Existe una compulsión que pretende controlar el pensamiento individual y privado. Lo que nos lleva a la peligrosa deducción de que sea el poder, en cualquiera de sus manifestaciones, el que determine qué es lo que debemos pensar y qué es lo que podemos expresar. Es una manifestación extrema de intolerancia que se expande a los planteamientos políticos, en donde se produce una simplificación de los mensajes. Ya no hay discurso sino frases publicitarias que intentan alcanzar el núcleo de las emociones de la gente. Donald Trump ha demostrado, en la campaña electoral de los Estados Unidos, de qué manera siendo políticamente incorrecto se puede apelar a la empatía de una ciudadanía dispuesta a comprar fácilmente las palabras más pedestres sobre los problemas más complejos.

Me ha llamado la atención una frase de crítica a la nueva Ley del Suelo de Canarias. Es una ley, dice la oposición, para contentar a los empresarios. Quieren dar a entender que se trata de una norma contra los ciudadanos. ¿Qué se puede esperar de un país donde se usa a los empresarios como el símbolo de lo negativo? De los tres millones de empresas que hay en España, más del 95% son autónomos o micropymes. Es el tendero de la esquina, el dueño de un quiosco o el fontanero. Son los que crean algunos puestos de trabajo y, si les va bien, crecen y generan más empleo. ¿Sería mejor ley un proyecto que aplaudieran los funcionarios, los arquitectos o los periodistas?

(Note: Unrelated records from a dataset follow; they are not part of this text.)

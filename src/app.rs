//! Terminal client state: session, stats and timers wired to the framebuffer.
//!
//! `App` has no I/O. The binary feeds it input commands, gateway completions
//! and the clock, sends whatever lands in the outbox, and flushes
//! [`App::frame`] to the terminal.

use crate::core::{Dispatch, Effect, Effects, Reply, Session, StatsView, TimerEvent, TimerQueue};
use crate::gateway::{Completed, Completion};
use crate::input::UiCommand;
use crate::term::{paint_panel, BoardView, FrameBuffer, PanelModel, Point, Viewport};
use crate::types::{Difficulty, Operation};

pub struct App {
    session: Session,
    stats: StatsView,
    timers: TimerQueue,
    view: BoardView,
    fb: FrameBuffer,
    viewport: Viewport,
    selected: Difficulty,
    backend_label: String,
    outbox: Vec<Dispatch>,
    quit: bool,
}

impl App {
    pub fn new(viewport: Viewport, difficulty: Difficulty, backend_label: impl Into<String>) -> Self {
        let mut app = Self {
            session: Session::new(),
            stats: StatsView::new(),
            timers: TimerQueue::new(),
            view: BoardView::fit(viewport),
            fb: FrameBuffer::new(viewport.width, viewport.height),
            viewport,
            selected: difficulty,
            backend_label: backend_label.into(),
            outbox: Vec::new(),
            quit: false,
        };
        app.repaint_board();
        app
    }

    /// Create the first game and load the history summary.
    pub fn start(&mut self, now_ms: u64) {
        self.command(UiCommand::NewGame, now_ms);
        self.refresh_history();
    }

    pub fn session(&self) -> &Session {
        &self.session
    }

    pub fn stats(&self) -> &StatsView {
        &self.stats
    }

    pub fn view(&self) -> &BoardView {
        &self.view
    }

    pub fn selected_difficulty(&self) -> Difficulty {
        self.selected
    }

    pub fn should_quit(&self) -> bool {
        self.quit
    }

    /// Requests produced since the last call.
    pub fn take_outbox(&mut self) -> Vec<Dispatch> {
        std::mem::take(&mut self.outbox)
    }

    /// Milliseconds until the next timer fires, if any.
    pub fn next_wakeup(&self, now_ms: u64) -> Option<u64> {
        self.timers.until_next(now_ms)
    }

    pub fn command(&mut self, cmd: UiCommand, now_ms: u64) {
        let fx = match cmd {
            UiCommand::NewGame => {
                self.timers.cancel_reveals();
                self.session.new_game(self.selected)
            }
            UiCommand::SetDifficulty(d) => {
                self.selected = d;
                Effects::new()
            }
            UiCommand::Undo => self.session.undo(),
            UiCommand::Hint => self.session.hint(),
            UiCommand::Click { column, row } if self.session.accepts_input() => {
                match self.view.hit_test(Point::new(column, row)) {
                    Some(coord) => self.session.click(coord),
                    None => Effects::new(),
                }
            }
            UiCommand::Click { .. } => Effects::new(),
            UiCommand::Quit => {
                self.quit = true;
                Effects::new()
            }
        };
        self.apply(fx, now_ms);
    }

    /// Route a finished request to the session or the stats view.
    pub fn complete(&mut self, done: Completed, now_ms: u64) {
        let Completed { tag, result } = done;
        if tag.op == Operation::History {
            let summary = match result {
                Ok(Completion::History(summary)) => Ok(summary),
                Ok(Completion::Session(_)) => Err(Operation::History.default_failure_message().to_string()),
                Err(message) => Err(message),
            };
            if let Some(next) = self.stats.complete(summary) {
                self.outbox.push(next);
            }
            return;
        }
        let reply: Result<Reply, String> = match result {
            Ok(Completion::Session(reply)) => Ok(reply),
            Ok(Completion::History(_)) => Err(tag.op.default_failure_message().to_string()),
            Err(message) => Err(message),
        };
        let fx = self.session.complete(tag, reply);
        self.apply(fx, now_ms);
    }

    /// Fire every timer that is due.
    pub fn tick(&mut self, now_ms: u64) {
        while let Some(event) = self.timers.pop_due(now_ms) {
            self.fire(event, now_ms);
        }
    }

    pub fn resize(&mut self, viewport: Viewport) {
        if viewport == self.viewport {
            return;
        }
        self.viewport = viewport;
        self.fb.resize(viewport.width, viewport.height);
        self.view = BoardView::fit(viewport);
        self.repaint_board();
    }

    /// The framebuffer with the side panel brought up to date.
    pub fn frame(&mut self) -> &FrameBuffer {
        let origin = self.view.panel_origin();
        let height = self.viewport.height.saturating_sub(origin.y);
        let model = PanelModel::new(&self.session, &self.stats, self.selected, &self.backend_label);
        paint_panel(&mut self.fb, origin, height, &model);
        &self.fb
    }

    fn refresh_history(&mut self) {
        if let Some(d) = self.stats.request_refresh() {
            self.outbox.push(d);
        }
    }

    fn repaint_board(&mut self) {
        let board = self.session.visible_board();
        self.view.paint_board(&mut self.fb, &board, self.session.winning_line());
    }

    fn fire(&mut self, event: TimerEvent, now_ms: u64) {
        match event {
            TimerEvent::ClearHint { coord } => {
                let board = self.session.visible_board();
                self.view
                    .clear_hint(&mut self.fb, coord, &board, self.session.winning_line());
            }
            TimerEvent::RevealAiMove { .. } => {
                let fx = self.session.on_timer(event);
                self.apply(fx, now_ms);
            }
        }
    }

    fn apply(&mut self, fx: Effects, now_ms: u64) {
        for effect in fx {
            match effect {
                Effect::Submit(d) => self.outbox.push(d),
                Effect::RepaintAll => self.repaint_board(),
                Effect::PaintStone { coord, side } => self.view.paint_stone(&mut self.fb, coord, side),
                Effect::PaintWinningLine => {
                    if let Some(line) = self.session.winning_line() {
                        self.view.paint_winning_line(&mut self.fb, line);
                    }
                }
                Effect::PaintHint { coord } => self.view.paint_hint(&mut self.fb, coord),
                Effect::Schedule { delay_ms, event } => {
                    if let Some(evicted) = self.timers.schedule(now_ms, delay_ms, event) {
                        tracing::debug!(?evicted, "timer queue full, firing early");
                        self.fire(evicted, now_ms);
                    }
                }
                Effect::RefreshHistory => self.refresh_history(),
            }
        }
    }
}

El lenguaje político se ha convertido en una herramienta de propaganda en la que se plasman los valores de una sociedad crispada. No sólo hemos perdido irremisiblemente los valores de la transición democrática, basados en el diálogo y el consenso, sino que hemos aterrizado en un mundo antagónico donde lo que se pone en valor es lo que nos separa, las diferencias cada vez más irreconciliables de unos y de otros. Este es el perfecto caldo de cultivo para que la ansiada regeneración caiga en las manos de salvapatrias populistas y demagogos brillantes. Vamos camino de ser amordazados y obedientes corderos.